Re: Reclaim regression after 1c30844d2dfe

Hillf Danton <hdanton@xxxxxxxx> · Sat, 8 Feb 2020 19:11:33 +0800

On Fri, 7 Feb 2020 14:54:43 -0800 Ivan Babrou wrote:
> This change from 5.5 times:
> 
> * https://github.com/torvalds/linux/commit/1c30844d2dfe
> 
> > mm: reclaim small amounts of memory when an external fragmentation event occurs
> 
> Introduced undesired effects in our environment.
> 
> * NUMA with 2 x CPU
> * 128GB of RAM
> * THP disabled
> * Upgraded from 4.19 to 5.4
> 
> Before we saw free memory hover at around 1.4GB with no spikes. After
> the upgrade we saw some machines decide that they need a lot more than
> that, with frequent spikes above 10GB, often only on a single numa
> node.
> 
> We can see kswapd quite active in balance_pgdat (it didn't look like
> it slept at all):
> 
> $ ps uax | fgrep kswapd
> root       1850 23.0  0.0      0     0 ?        R    Jan30 1902:24 [kswapd0]
> root       1851  1.8  0.0      0     0 ?        S    Jan30 152:16 [kswapd1]
> 
> This in turn massively increased pressure on page cache, which did not
> go well to services that depend on having a quick response from a
> local cache backed by solid storage.
> 
> Here's how it looked like when I zeroed vm.watermark_boost_factor:
> 
> * https://imgur.com/a/6IZWicU
> 
> IO subsided from 100% busy in page cache population at 300MB/s on a
> single SATA drive down to under 100MB/s.
> 
> This sort of regression doesn't seem like a good thing.

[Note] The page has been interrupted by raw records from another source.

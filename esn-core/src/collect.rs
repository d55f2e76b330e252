use std::{cmp::max, sync::Arc};

use common::{Error, Result};
use crossbeam::channel::unbounded;
use nalgebra::{DMatrix, DVector};
use threadpool::ThreadPool;

use crate::ReservoirParams;

/// Advance the reservoir by a single step:
/// `leak * prev + (1 - leak) * act(A * prev + C * input + bias)`
pub fn step(
    params: &ReservoirParams,
    prev: &DVector<f64>,
    input: &DVector<f64>,
) -> Result<DVector<f64>> {
    if prev.len() != params.state_dim() {
        return Err(Error::DimensionMismatch {
            context: "previous state",
            expected: params.state_dim(),
            actual: prev.len(),
        });
    }
    if input.len() != params.input_dim() {
        return Err(Error::DimensionMismatch {
            context: "input",
            expected: params.input_dim(),
            actual: input.len(),
        });
    }

    let mut state_delta = params.a() * prev + params.c() * input + params.bias();
    params.activation().activate(state_delta.as_mut_slice());

    Ok(params.leak_rate() * prev + (1.0 - params.leak_rate()) * state_delta)
}

/// Unroll the state recursion over a whole input sequence, one input row
/// per time step, and return the trajectory with one state row per input
/// row.
///
/// The recursion starts from the zero state, so the state at `t = 0` is
/// `(1 - leak) * act(C * input[0] + bias)`: the first update sees the
/// input at index 0, never a lookahead.
///
/// This scan is inherently serial, each state strictly depends on its
/// predecessor. Independent sequences can go through [`collect_many`]
/// instead.
pub fn collect(params: &ReservoirParams, inputs: &DMatrix<f64>) -> Result<DMatrix<f64>> {
    if inputs.ncols() != params.input_dim() {
        return Err(Error::DimensionMismatch {
            context: "input columns",
            expected: params.input_dim(),
            actual: inputs.ncols(),
        });
    }

    let mut states = DMatrix::zeros(inputs.nrows(), params.state_dim());
    let mut state = DVector::zeros(params.state_dim());
    for t in 0..inputs.nrows() {
        state = step(params, &state, &inputs.row(t).transpose())?;
        states.row_mut(t).copy_from(&state.transpose());
    }

    Ok(states)
}

/// Collect state trajectories for independent input sequences on a worker
/// pool. Results come back in input order; the first error encountered is
/// returned.
pub fn collect_many(
    params: &Arc<ReservoirParams>,
    sequences: Vec<DMatrix<f64>>,
) -> Result<Vec<DMatrix<f64>>> {
    let pool = ThreadPool::new(max(num_cpus::get().saturating_sub(2), 1));
    let n_seqs = sequences.len();

    let (ch_s, ch_r) = unbounded();
    for (i, seq) in sequences.into_iter().enumerate() {
        let ch_s = ch_s.clone();
        let params = Arc::clone(params);
        pool.execute(move || {
            // the receiver stays alive until the channel drains, so the
            // send cannot fail
            ch_s.send((i, collect(&params, &seq))).unwrap();
        });
    }
    drop(ch_s);

    let mut results: Vec<Option<Result<DMatrix<f64>>>> = (0..n_seqs).map(|_| None).collect();
    while let Ok((i, res)) = ch_r.recv() {
        results[i] = Some(res);
    }

    results.into_iter().map(|r| r.unwrap()).collect()
}
use common::{Error, Result};
use nalgebra::{DMatrix, DVector};

use crate::ReservoirParams;

/// A self-driven forecast: one state row and one output row per step
#[derive(Debug, Clone)]
pub struct ForecastTrajectory {
    /// Reservoir states, (horizon, state_dim)
    pub states: DMatrix<f64>,
    /// Readout outputs, (horizon, output_dim)
    pub outputs: DMatrix<f64>,
}

/// Fold the trained readout into the recurrence: `R = A + C * W'`.
///
/// Valid only when the network feeds its own output back as the next
/// input, which requires the output dimensionality to match the input
/// dimensionality; otherwise [`Error::IncompatibleFold`] is returned.
pub fn fold(params: &ReservoirParams, weights: &DMatrix<f64>) -> Result<DMatrix<f64>> {
    if weights.nrows() != params.state_dim() {
        return Err(Error::DimensionMismatch {
            context: "readout rows",
            expected: params.state_dim(),
            actual: weights.nrows(),
        });
    }
    if weights.ncols() != params.input_dim() {
        return Err(Error::IncompatibleFold {
            input_dim: params.input_dim(),
            output_dim: weights.ncols(),
        });
    }

    Ok(params.a() + params.c() * weights.transpose())
}

/// Iterate the folded map from `seed_state` for `horizon` steps with no
/// external input, producing a multi-step-ahead forecast.
///
/// The first entry reads out the seed state as-is, so
/// `outputs[0] == W' * seed_state` exactly; from then on
/// `state[t] = leak * state[t-1] + (1 - leak) * act(R * state[t-1] + bias)`.
///
/// The trajectory is a deterministic dynamical system: small differences
/// in seed state or weights may amplify over the horizon. Arbitrarily long
/// horizons are permitted; if the iteration diverges to non-finite values
/// the call fails with [`Error::NumericalOverflow`] carrying the first
/// offending step rather than silently returning NaN or infinity.
pub fn forecast(
    params: &ReservoirParams,
    weights: &DMatrix<f64>,
    seed_state: &DVector<f64>,
    horizon: usize,
) -> Result<ForecastTrajectory> {
    // a forecast over nothing is treated as a configuration error
    if horizon == 0 {
        return Err(Error::DimensionMismatch {
            context: "horizon",
            expected: 1,
            actual: 0,
        });
    }
    if seed_state.len() != params.state_dim() {
        return Err(Error::DimensionMismatch {
            context: "seed state",
            expected: params.state_dim(),
            actual: seed_state.len(),
        });
    }

    let folded = fold(params, weights)?;
    trace!("folded recurrence dims: ({}, {})", folded.nrows(), folded.ncols());

    let mut states = DMatrix::zeros(horizon, params.state_dim());
    let mut outputs = DMatrix::zeros(horizon, weights.ncols());

    let mut state = seed_state.clone();
    for t in 0..horizon {
        if t > 0 {
            let mut state_delta = &folded * &state + params.bias();
            params.activation().activate(state_delta.as_mut_slice());
            state = params.leak_rate() * &state + (1.0 - params.leak_rate()) * state_delta;
        }
        let output = weights.transpose() * &state;

        if state.iter().chain(output.iter()).any(|v| !v.is_finite()) {
            return Err(Error::NumericalOverflow {
                step: t,
            });
        }

        states.row_mut(t).copy_from(&state.transpose());
        outputs.row_mut(t).copy_from(&output.transpose());
    }

    Ok(ForecastTrajectory {
        states,
        outputs,
    })
}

Here are two small diffs :P

[1] cleanup: stop reclaiming pages once balanced.

--- a/mm/vmscan.c
+++ b/mm/vmscan.c
@@ -3641,6 +3641,9 @@ restart:
 		 * re-evaluate if boosting is required when kswapd next wakes.
 		 */
 		balanced = pgdat_balanced(pgdat, sc.order, classzone_idx);
+		if (balanced)
+			break;
+
 		if (!balanced && nr_boost_reclaim) {
 			nr_boost_reclaim = 0;
 			goto restart;
--

[2] restore the old behavior by ignoring boost before falling in hot water.

--- a/mm/vmscan.c
+++ b/mm/vmscan.c
@@ -3572,7 +3572,7 @@ static int balance_pgdat(pg_data_t *pgda
 	unsigned long pflags;
 	unsigned long nr_boost_reclaim;
 	unsigned long zone_boosts[MAX_NR_ZONES] = { 0, };
-	bool boosted;
+	bool boosted = false;
 	struct zone *zone;
 	struct scan_control sc = {
 		.gfp_mask = GFP_KERNEL,
@@ -3591,18 +3591,22 @@ static int balance_pgdat(pg_data_t *pgda
 	 * place so that parallel allocations that are near the watermark will
 	 * stall or direct reclaim until kswapd is finished.
 	 */
+restart:
 	nr_boost_reclaim = 0;
 	for (i = 0; i <= classzone_idx; i++) {
 		zone = pgdat->node_zones + i;
 		if (!managed_zone(zone))
 			continue;
 
+		if (boosted) {
+			zone->watermark_boost = 0;
+			continue;
+		}
 		nr_boost_reclaim += zone->watermark_boost;
 		zone_boosts[i] = zone->watermark_boost;
 	}
 	boosted = nr_boost_reclaim;
 
-restart:
 	sc.priority = DEF_PRIORITY;
 	do {
 		unsigned long nr_reclaimed = sc.nr_reclaimed;
@@ -3644,10 +3648,9 @@ restart:
 		if (balanced)
 			break;
 
-		if (!balanced && nr_boost_reclaim) {
-			nr_boost_reclaim = 0;
+		/* Limit the priority of boosting to avoid reclaim writeback */
+		if (nr_boost_reclaim && sc.priority == DEF_PRIORITY - 2)
 			goto restart;
-		}
 
 		/*
 		 * If boosting is not active then only reclaim if there are no
--